- **What needs to be done**
Please show every line from the entries that carries the word "method".
___ Record set ___
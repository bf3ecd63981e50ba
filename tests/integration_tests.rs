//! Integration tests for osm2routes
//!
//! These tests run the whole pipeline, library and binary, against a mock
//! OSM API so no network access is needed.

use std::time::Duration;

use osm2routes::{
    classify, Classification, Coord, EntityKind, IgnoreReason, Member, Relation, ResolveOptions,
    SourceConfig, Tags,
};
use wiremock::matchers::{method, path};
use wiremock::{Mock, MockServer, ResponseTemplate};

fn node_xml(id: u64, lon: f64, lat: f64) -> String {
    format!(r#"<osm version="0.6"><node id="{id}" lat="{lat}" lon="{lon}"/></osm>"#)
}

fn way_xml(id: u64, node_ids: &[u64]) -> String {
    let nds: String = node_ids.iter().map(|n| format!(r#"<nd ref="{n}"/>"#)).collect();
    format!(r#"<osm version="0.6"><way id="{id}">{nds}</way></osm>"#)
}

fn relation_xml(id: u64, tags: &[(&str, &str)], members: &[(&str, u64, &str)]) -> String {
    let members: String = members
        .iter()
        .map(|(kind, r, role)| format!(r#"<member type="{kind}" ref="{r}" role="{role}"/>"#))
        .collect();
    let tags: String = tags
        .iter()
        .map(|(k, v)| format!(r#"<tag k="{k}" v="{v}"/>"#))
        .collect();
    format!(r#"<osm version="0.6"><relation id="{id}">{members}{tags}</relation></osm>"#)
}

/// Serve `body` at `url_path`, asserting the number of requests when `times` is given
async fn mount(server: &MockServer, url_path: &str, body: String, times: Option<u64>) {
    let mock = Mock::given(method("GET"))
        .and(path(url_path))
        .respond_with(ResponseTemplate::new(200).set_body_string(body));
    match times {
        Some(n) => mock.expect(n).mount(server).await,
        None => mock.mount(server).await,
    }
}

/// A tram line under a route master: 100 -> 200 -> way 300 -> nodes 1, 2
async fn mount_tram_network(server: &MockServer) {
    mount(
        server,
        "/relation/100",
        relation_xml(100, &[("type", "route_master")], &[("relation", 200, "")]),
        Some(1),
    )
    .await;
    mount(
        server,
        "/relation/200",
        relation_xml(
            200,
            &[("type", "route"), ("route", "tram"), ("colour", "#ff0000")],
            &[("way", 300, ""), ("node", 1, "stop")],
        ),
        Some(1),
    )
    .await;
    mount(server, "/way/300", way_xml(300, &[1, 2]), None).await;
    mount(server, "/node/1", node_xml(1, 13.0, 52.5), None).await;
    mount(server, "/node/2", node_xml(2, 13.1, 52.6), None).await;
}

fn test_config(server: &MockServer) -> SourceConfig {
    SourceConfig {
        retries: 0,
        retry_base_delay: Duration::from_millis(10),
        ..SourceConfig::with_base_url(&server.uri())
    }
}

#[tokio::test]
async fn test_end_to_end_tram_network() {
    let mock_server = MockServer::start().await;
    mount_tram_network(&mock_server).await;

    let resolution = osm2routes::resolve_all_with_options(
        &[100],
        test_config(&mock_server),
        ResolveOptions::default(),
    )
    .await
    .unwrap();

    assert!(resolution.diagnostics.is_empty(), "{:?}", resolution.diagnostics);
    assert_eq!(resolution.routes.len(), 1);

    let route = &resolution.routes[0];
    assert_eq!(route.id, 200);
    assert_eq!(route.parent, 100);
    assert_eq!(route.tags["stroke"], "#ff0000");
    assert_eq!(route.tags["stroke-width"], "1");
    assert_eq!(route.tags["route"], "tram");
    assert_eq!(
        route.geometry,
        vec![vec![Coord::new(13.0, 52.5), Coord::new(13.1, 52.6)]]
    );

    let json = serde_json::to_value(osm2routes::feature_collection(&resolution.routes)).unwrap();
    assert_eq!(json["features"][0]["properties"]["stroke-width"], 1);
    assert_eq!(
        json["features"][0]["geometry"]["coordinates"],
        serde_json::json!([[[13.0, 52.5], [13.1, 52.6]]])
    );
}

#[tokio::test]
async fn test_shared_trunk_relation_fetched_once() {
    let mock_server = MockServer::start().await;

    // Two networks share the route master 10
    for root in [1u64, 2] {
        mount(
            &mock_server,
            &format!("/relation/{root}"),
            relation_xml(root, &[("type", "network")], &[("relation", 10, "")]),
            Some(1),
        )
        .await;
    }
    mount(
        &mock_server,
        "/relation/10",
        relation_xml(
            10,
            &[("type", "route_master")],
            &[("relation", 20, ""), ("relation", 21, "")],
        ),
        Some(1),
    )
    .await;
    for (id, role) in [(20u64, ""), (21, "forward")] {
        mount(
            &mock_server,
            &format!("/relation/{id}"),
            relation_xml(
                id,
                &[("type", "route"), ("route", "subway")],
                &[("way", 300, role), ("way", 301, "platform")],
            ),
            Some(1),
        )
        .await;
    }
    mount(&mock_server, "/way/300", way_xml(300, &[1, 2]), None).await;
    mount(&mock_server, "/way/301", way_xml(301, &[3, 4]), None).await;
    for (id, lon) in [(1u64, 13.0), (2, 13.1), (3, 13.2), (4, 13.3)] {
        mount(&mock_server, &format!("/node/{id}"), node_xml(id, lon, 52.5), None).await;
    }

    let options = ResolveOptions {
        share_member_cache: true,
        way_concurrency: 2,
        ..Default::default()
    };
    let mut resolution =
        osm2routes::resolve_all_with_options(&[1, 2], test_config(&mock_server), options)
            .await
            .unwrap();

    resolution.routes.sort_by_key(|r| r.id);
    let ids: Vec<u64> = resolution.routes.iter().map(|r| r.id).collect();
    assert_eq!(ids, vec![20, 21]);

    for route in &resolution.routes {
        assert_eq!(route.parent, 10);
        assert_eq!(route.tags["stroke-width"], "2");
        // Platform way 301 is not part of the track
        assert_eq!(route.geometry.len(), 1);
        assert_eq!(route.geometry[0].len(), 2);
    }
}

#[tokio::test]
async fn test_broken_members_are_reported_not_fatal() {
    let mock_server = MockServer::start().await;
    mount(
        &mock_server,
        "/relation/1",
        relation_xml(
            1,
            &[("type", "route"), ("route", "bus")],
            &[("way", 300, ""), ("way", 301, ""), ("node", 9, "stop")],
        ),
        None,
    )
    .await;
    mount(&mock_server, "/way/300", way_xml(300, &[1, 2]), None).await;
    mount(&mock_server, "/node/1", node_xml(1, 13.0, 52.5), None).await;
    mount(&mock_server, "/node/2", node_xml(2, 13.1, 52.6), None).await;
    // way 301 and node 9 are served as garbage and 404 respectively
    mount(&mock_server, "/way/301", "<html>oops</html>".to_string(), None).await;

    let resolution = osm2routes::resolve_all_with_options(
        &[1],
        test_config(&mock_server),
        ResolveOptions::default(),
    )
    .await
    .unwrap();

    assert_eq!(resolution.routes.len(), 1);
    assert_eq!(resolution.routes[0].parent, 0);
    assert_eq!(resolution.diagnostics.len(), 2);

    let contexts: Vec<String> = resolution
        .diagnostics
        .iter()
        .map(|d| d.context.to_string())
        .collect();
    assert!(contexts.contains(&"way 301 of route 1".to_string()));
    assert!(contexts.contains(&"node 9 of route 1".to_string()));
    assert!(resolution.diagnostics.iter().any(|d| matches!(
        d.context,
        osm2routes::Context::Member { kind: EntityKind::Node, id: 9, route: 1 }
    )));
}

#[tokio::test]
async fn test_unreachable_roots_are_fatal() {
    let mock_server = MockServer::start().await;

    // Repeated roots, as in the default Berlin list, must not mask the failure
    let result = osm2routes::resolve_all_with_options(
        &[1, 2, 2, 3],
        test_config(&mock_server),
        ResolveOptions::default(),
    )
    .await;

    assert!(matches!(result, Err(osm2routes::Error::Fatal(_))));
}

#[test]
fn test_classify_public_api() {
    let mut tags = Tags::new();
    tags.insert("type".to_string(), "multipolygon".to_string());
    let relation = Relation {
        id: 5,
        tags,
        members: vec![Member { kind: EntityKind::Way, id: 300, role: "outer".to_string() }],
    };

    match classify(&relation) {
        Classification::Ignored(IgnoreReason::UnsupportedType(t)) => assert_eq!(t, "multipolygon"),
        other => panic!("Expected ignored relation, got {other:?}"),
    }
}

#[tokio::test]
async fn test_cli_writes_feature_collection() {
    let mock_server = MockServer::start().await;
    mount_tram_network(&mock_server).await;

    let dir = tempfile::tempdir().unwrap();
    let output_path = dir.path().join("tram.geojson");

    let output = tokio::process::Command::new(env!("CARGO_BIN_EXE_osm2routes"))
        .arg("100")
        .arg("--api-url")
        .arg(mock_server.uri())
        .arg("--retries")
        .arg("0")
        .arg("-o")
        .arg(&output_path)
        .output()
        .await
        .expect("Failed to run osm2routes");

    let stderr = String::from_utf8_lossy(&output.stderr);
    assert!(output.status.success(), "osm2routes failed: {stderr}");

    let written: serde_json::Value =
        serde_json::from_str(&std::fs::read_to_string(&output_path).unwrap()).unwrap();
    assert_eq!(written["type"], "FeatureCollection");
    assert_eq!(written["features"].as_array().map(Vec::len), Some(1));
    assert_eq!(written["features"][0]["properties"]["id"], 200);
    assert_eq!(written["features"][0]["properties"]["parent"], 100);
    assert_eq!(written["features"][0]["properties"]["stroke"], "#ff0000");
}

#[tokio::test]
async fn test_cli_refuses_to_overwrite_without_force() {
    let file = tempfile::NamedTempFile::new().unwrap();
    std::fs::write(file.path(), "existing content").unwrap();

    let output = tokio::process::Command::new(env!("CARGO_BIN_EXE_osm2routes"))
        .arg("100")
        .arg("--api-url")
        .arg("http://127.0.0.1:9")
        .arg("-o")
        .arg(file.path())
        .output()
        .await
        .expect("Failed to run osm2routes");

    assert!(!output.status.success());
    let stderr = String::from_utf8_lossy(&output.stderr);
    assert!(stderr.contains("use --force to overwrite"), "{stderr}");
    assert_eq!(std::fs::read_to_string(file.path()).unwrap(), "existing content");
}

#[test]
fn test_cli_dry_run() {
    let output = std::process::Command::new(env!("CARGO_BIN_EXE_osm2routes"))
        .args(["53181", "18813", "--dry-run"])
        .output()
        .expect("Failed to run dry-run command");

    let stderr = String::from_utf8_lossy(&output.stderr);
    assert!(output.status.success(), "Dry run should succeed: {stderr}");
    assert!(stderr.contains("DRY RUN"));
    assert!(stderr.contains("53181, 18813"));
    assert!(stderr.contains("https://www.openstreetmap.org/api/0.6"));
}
___
___ Record set ___
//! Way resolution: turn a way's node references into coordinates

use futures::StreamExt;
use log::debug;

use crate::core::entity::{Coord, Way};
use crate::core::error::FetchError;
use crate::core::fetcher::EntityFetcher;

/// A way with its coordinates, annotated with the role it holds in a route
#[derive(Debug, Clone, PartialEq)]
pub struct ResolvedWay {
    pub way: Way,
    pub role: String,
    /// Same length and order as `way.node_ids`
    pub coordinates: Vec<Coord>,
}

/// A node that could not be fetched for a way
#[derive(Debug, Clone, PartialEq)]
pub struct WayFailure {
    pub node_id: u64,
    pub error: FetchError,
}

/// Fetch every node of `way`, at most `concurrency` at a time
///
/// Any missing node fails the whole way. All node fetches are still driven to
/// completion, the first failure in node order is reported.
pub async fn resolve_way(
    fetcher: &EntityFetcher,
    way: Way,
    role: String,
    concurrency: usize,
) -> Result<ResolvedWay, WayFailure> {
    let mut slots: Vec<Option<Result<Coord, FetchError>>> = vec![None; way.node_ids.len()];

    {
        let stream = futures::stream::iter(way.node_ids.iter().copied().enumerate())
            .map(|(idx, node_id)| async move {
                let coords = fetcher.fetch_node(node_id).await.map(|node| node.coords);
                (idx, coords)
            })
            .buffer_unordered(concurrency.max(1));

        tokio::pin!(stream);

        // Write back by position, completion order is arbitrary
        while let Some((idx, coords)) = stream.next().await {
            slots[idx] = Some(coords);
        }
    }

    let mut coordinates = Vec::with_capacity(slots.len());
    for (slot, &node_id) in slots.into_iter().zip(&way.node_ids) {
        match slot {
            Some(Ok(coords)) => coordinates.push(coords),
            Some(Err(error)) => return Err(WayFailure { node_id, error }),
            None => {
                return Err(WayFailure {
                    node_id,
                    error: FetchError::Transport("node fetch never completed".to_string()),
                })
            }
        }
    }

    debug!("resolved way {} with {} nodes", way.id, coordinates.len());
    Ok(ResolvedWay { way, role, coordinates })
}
___
- **Solved exercise**
use wiremock::matchers::{method, path};
    let mock = Mock::given(method("GET"))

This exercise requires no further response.